Sometimes, simple solutions to problems turn up in unlikely places. Researchers from Sweden are drawing inspiration from the movie industry to improve rehabilitation for stroke patients.

Motion capture technology, used by filmmakers to convert people’s movements into computer animations, has been enlisted to analyze the everyday movements of stroke patients and help them achieve more from their rehab.

Researchers from the Sahlgrenska Academy, University of Gothenburg, claim the 3D animations provide a new level of detail about stroke victims’ mobility.

Margit Alt Murphy, presenting the results of the study in a doctoral thesis, explains:

“Computer technology provides better and more objective documentation of the problem in terms of the everyday life of the patient than what human observation can provide. With 3D technology, we can measure a patient’s movements in terms of numbers, which means that small changes in the motion pattern can be detected and can be fed back to the patient in a clear manner.”

Physical therapist helping an older ladyShare on Pinterest
Many stroke patients experience weakness or paralysis on one side of their body. 3D animations offer physicians a new tool for monitoring movement problems.

The Centers for Disease Control and Prevention (CDC) estimates that 795,000 Americans have a stroke every year, and that the financial cost of health care, medications and missed days of work totals $38.6 billion.

The CDC also notes that recovery times vary enormously from a few weeks, to months or even years. Many people experience paralysis or weakness on one side of their body.

Physical therapy, using exercises, can help people relearn movement and coordination skills that may have been lost due to the stroke.

For the study, the researchers used the motion capture technology, familiar to film buffs for the lifelike movements of Gollum from Lord of the Rings, or Na’vi from Avatar, to record the range of movement among about 100 people.

The participants, both healthy and people who had suffered a stroke, were kitted out with small, round “reflex balls” on their arms, trunk and head, and then asked to drink a glass of water. Infrared light from the high-speed cameras bounced off the balls and was transferred to a computer, which created a 3D-animated stick person.

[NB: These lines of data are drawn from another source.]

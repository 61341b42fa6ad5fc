//! ASCII plotting for terminal output.
//!
//! This is intentionally "dumb" (fixed-size grid), optimized for:
//! - quick visual sanity checks in a terminal
//! - deterministic output (helpful for golden tests)
//!
//! Plot elements:
//! - trace / fitted curve: `-` line
//! - threshold: `.` line
//! - resonance minima: `v`
//! - fitted data points: `o`

use crate::domain::{Curve, ResonatorFit, Trace};

/// Render the high-pass trace with the threshold line and minima markers.
///
/// When the trace has more samples than columns, each column shows its
/// deepest sample so narrow dips stay visible.
pub fn render_trace_plot(
    trace: &Trace,
    minima: &[usize],
    threshold_db: f64,
    width: usize,
    height: usize,
) -> String {
    let width = width.max(10);
    let height = height.max(5);
    let Some((f_min, f_max)) = finite_range(trace.freqs_hz.iter().copied()) else {
        return "Plot: (no data)\n".to_string();
    };

    let mut columns: Vec<Option<(f64, f64)>> = vec![None; width];
    for (&f, &m) in trace.freqs_hz.iter().zip(&trace.mags_db) {
        if !m.is_finite() {
            continue;
        }
        let col = &mut columns[map_x(f, f_min, f_max, width)];
        if col.is_none_or(|(_, best)| m < best) {
            *col = Some((f, m));
        }
    }
    let line: Vec<(f64, f64)> = columns.into_iter().flatten().collect();

    let markers: Vec<(f64, f64, char)> = minima
        .iter()
        .filter_map(|&k| Some((*trace.freqs_hz.get(k)?, *trace.mags_db.get(k)?, 'v')))
        .collect();

    let level = -threshold_db;
    let Some((y_min, y_max)) = finite_range(line.iter().map(|p| p.1).chain([level])) else {
        return "Plot: (no data)\n".to_string();
    };
    let (y_min, y_max) = pad_range(y_min, y_max, 0.05);

    let mut out = format!(
        "Plot: f=[{:.6}, {:.6}] MHz | mag=[{y_min:.2}, {y_max:.2}] dB | threshold {level:.2} dB\n",
        f_min / 1.0e6,
        f_max / 1.0e6
    );
    let grid = render_grid(&line, &markers, Some(level), (f_min, f_max), (y_min, y_max), width, height);
    out.push_str(&grid);
    out
}

/// Render one fit: data `|S21|` (dB) as points, fitted curve as a line.
pub fn render_fit_plot(fit: &ResonatorFit, width: usize, height: usize) -> String {
    let width = width.max(10);
    let height = height.max(5);

    let data: Vec<(f64, f64, char)> = fit
        .freqs_hz
        .iter()
        .zip(&fit.data)
        .map(|(&f, z)| (f, 20.0 * z.norm().log10(), 'o'))
        .collect();
    let curve_db: Vec<f64> = match &fit.fit_curve {
        Curve::Complex(v) => v.iter().map(|z| 20.0 * z.norm().log10()).collect(),
        Curve::Real(v) => v.iter().map(|p| 10.0 * p.log10()).collect(),
    };
    let line: Vec<(f64, f64)> = fit.freqs_hz.iter().copied().zip(curve_db).collect();

    let Some((f_min, f_max)) = finite_range(fit.freqs_hz.iter().copied()) else {
        return "Plot: (no data)\n".to_string();
    };
    let Some((y_min, y_max)) = finite_range(line.iter().map(|p| p.1).chain(data.iter().map(|p| p.1))) else {
        return "Plot: (no data)\n".to_string();
    };
    let (y_min, y_max) = pad_range(y_min, y_max, 0.05);

    let mut out = format!(
        "Plot: {} fit | f=[{:.6}, {:.6}] MHz | mag=[{y_min:.2}, {y_max:.2}] dB\n",
        fit.model.display_name(),
        f_min / 1.0e6,
        f_max / 1.0e6
    );
    out.push_str(&render_grid(&line, &data, None, (f_min, f_max), (y_min, y_max), width, height));
    out
}

fn render_grid(
    line: &[(f64, f64)],
    markers: &[(f64, f64, char)],
    hline: Option<f64>,
    (x_min, x_max): (f64, f64),
    (y_min, y_max): (f64, f64),
    width: usize,
    height: usize,
) -> String {
    let mut grid = vec![vec![' '; width]; height];

    // Curve first, then the threshold into the gaps, markers on top.
    draw_curve(&mut grid, line, x_min, x_max, y_min, y_max);
    if let Some(level) = hline {
        let row = map_y(level, y_min, y_max, height);
        for cell in grid[row].iter_mut().filter(|c| **c == ' ') {
            *cell = '.';
        }
    }
    for &(x, y, ch) in markers {
        if x.is_finite() && y.is_finite() {
            grid[map_y(y, y_min, y_max, height)][map_x(x, x_min, x_max, width)] = ch;
        }
    }

    let mut out = String::new();
    for row in grid {
        out.push_str(&row.into_iter().collect::<String>());
        out.push('\n');
    }
    out
}

fn finite_range(values: impl Iterator<Item = f64>) -> Option<(f64, f64)> {
    let mut min = f64::INFINITY;
    let mut max = f64::NEG_INFINITY;
    for v in values.filter(|v| v.is_finite()) {
        min = min.min(v);
        max = max.max(v);
    }
    if min.is_finite() && max.is_finite() && max > min {
        Some((min, max))
    } else {
        None
    }
}

fn pad_range(min: f64, max: f64, frac: f64) -> (f64, f64) {
    let span = (max - min).abs();
    let pad = (span * frac).max(1e-12);
    (min - pad, max + pad)
}

fn map_x(x: f64, x_min: f64, x_max: f64, width: usize) -> usize {
    let width = width.max(2);
    let u = ((x - x_min) / (x_max - x_min)).clamp(0.0, 1.0);
    (u * (width as f64 - 1.0)).round() as usize
}

fn map_y(y: f64, y_min: f64, y_max: f64, height: usize) -> usize {
    let height = height.max(2);
    let u = ((y - y_min) / (y_max - y_min)).clamp(0.0, 1.0);
    // y=top is max -> row 0
    (height as f64 - 1.0 - (u * (height as f64 - 1.0))).round() as usize
}

fn draw_curve(grid: &mut [Vec<char>], curve: &[(f64, f64)], x_min: f64, x_max: f64, y_min: f64, y_max: f64) {
    let height = grid.len();
    let width = grid[0].len();

    let mut prev = None;
    for &(x, y) in curve.iter().filter(|(x, y)| x.is_finite() && y.is_finite()) {
        let col = map_x(x, x_min, x_max, width);
        let row = map_y(y, y_min, y_max, height);
        if let Some((c0, r0)) = prev {
            draw_line(grid, c0, r0, col, row, '-');
        } else {
            grid[row][col] = '-';
        }
        prev = Some((col, row));
    }
}

/// Integer line drawing (Bresenham-ish).
fn draw_line(grid: &mut [Vec<char>], x0: usize, y0: usize, x1: usize, y1: usize, ch: char) {
    let mut x0 = x0 as isize;
    let mut y0 = y0 as isize;
    let x1 = x1 as isize;
    let y1 = y1 as isize;

    let dx = (x1 - x0).abs();
    let sx = if x0 < x1 { 1 } else { -1 };
    let dy = -(y1 - y0).abs();
    let sy = if y0 < y1 { 1 } else { -1 };
    let mut err = dx + dy;

    loop {
        if y0 >= 0
            && (y0 as usize) < grid.len()
            && x0 >= 0
            && (x0 as usize) < grid[0].len()
            && grid[y0 as usize][x0 as usize] == ' '
        {
            grid[y0 as usize][x0 as usize] = ch;
        }

        if x0 == x1 && y0 == y1 {
            break;
        }
        let e2 = 2 * err;
        if e2 >= dy {
            err += dy;
            x0 += sx;
        }
        if e2 <= dx {
            err += dx;
            y0 += sy;
        }
    }
}

#[cfg(test)]
mod tests {
    use super::*;
    use crate::domain::{FitQuality, ModelKind};
    use num_complex::Complex64;

    #[test]
    fn trace_plot_golden_snapshot_small() {
        let freqs: Vec<f64> = (0..10).map(|k| k as f64).collect();
        let mags = vec![0.0, 0.0, 0.0, -1.0, -4.0, -1.0, 0.0, 0.0, 0.0, 0.0];
        let trace = Trace::new(freqs, mags).unwrap();

        let txt = render_trace_plot(&trace, &[4], 1.5, 10, 5);
        let expected = concat!(
            "Plot: f=[0.000000, 0.000009] MHz | mag=[-4.20, 0.20] dB | threshold -1.50 dB\n",
            "---   ----\n",
            "   - -    \n",
            "...-.-....\n",
            "    -     \n",
            "    v     \n",
        );
        assert_eq!(txt, expected);
    }

    #[test]
    fn narrow_dip_survives_column_binning() {
        let freqs: Vec<f64> = (0..1000).map(|k| k as f64).collect();
        let mut mags = vec![0.0; 1000];
        mags[503] = -10.0;
        let trace = Trace::new(freqs, mags).unwrap();

        let txt = render_trace_plot(&trace, &[503], 3.0, 20, 6);
        let bottom = txt.lines().last().unwrap();
        assert_eq!(bottom.trim(), "v");
    }

    #[test]
    fn flat_input_reports_no_data() {
        let trace = Trace::new(vec![1.0], vec![0.0]).unwrap();
        assert_eq!(render_trace_plot(&trace, &[], 1.0, 10, 5), "Plot: (no data)\n");
    }

    #[test]
    fn fit_plot_draws_points_and_curve() {
        let freqs: Vec<f64> = (0..5).map(|k| 1.0e8 + k as f64 * 1.0e3).collect();
        let data: Vec<Complex64> = [1.0, 0.8, 0.2, 0.8, 1.0].iter().map(|&m| Complex64::new(m, 0.0)).collect();
        let fit = ResonatorFit {
            model: ModelKind::Iq,
            params: Vec::new(),
            quality: FitQuality {
                sse: 0.0,
                rmse: 0.0,
                reduced_chi2: 0.0,
                n: 5,
                iterations: 1,
            },
            freqs_hz: freqs,
            data: data.clone(),
            fit_curve: Curve::Complex(data.clone()),
            guess_curve: Curve::Complex(data),
        };
        let txt = render_fit_plot(&fit, 10, 5);
        assert!(txt.starts_with("Plot: IQ fit"));
        let points: usize = txt.lines().skip(1).map(|l| l.matches('o').count()).sum();
        assert_eq!(points, 5);
    }
}
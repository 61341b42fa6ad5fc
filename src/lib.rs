//! `kid-finder` library crate.
//!
//! The binary (`kids`) is a thin wrapper around this library so that:
//!
//! - core logic is testable without spawning processes
//! - modules are reusable (e.g., notebooks, acquisition daemons)
//! - code stays easy to navigate as the project grows

pub mod app;
pub mod cli;
pub mod data;
pub mod debug;
pub mod domain;
pub mod error;
pub mod find;
pub mod fit;
pub mod io;
pub mod math;
pub mod models;
pub mod plot;
pub mod report;
pub mod signal;
pub mod slice;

Margit Alt Murphy continues:

With 3D animation, we can measure the joint angle, speed and smoothness of the arm motion, as well as which compensating motion patterns the stroke patient is using. This give us a measurement for the motion that we can compare with an optimal arm motion in a healthy person.”

In the dissertation, she notes that three kinematic measures – movement time, movement smoothness and any compensatory trunk displacement – characterized those with moderate to mild impairment after a stroke.

“Our study shows that the time it takes to perform an activity is strongly related to the motion quality,” she adds.

The researchers say these measures were shown to be “valid and responsive measures for characterizing the upper extremity function.”

Margit Alt Murphy concludes:

Our results show that computerized motion analysis could be a complement to a physician’s clinical diagnosis and an important tool in diagnosing motion problems.”

Earlier this year, Medical News Today reported on a study from the University of Minnesota, which used 3D technology to help stroke patients use “virtual hands.”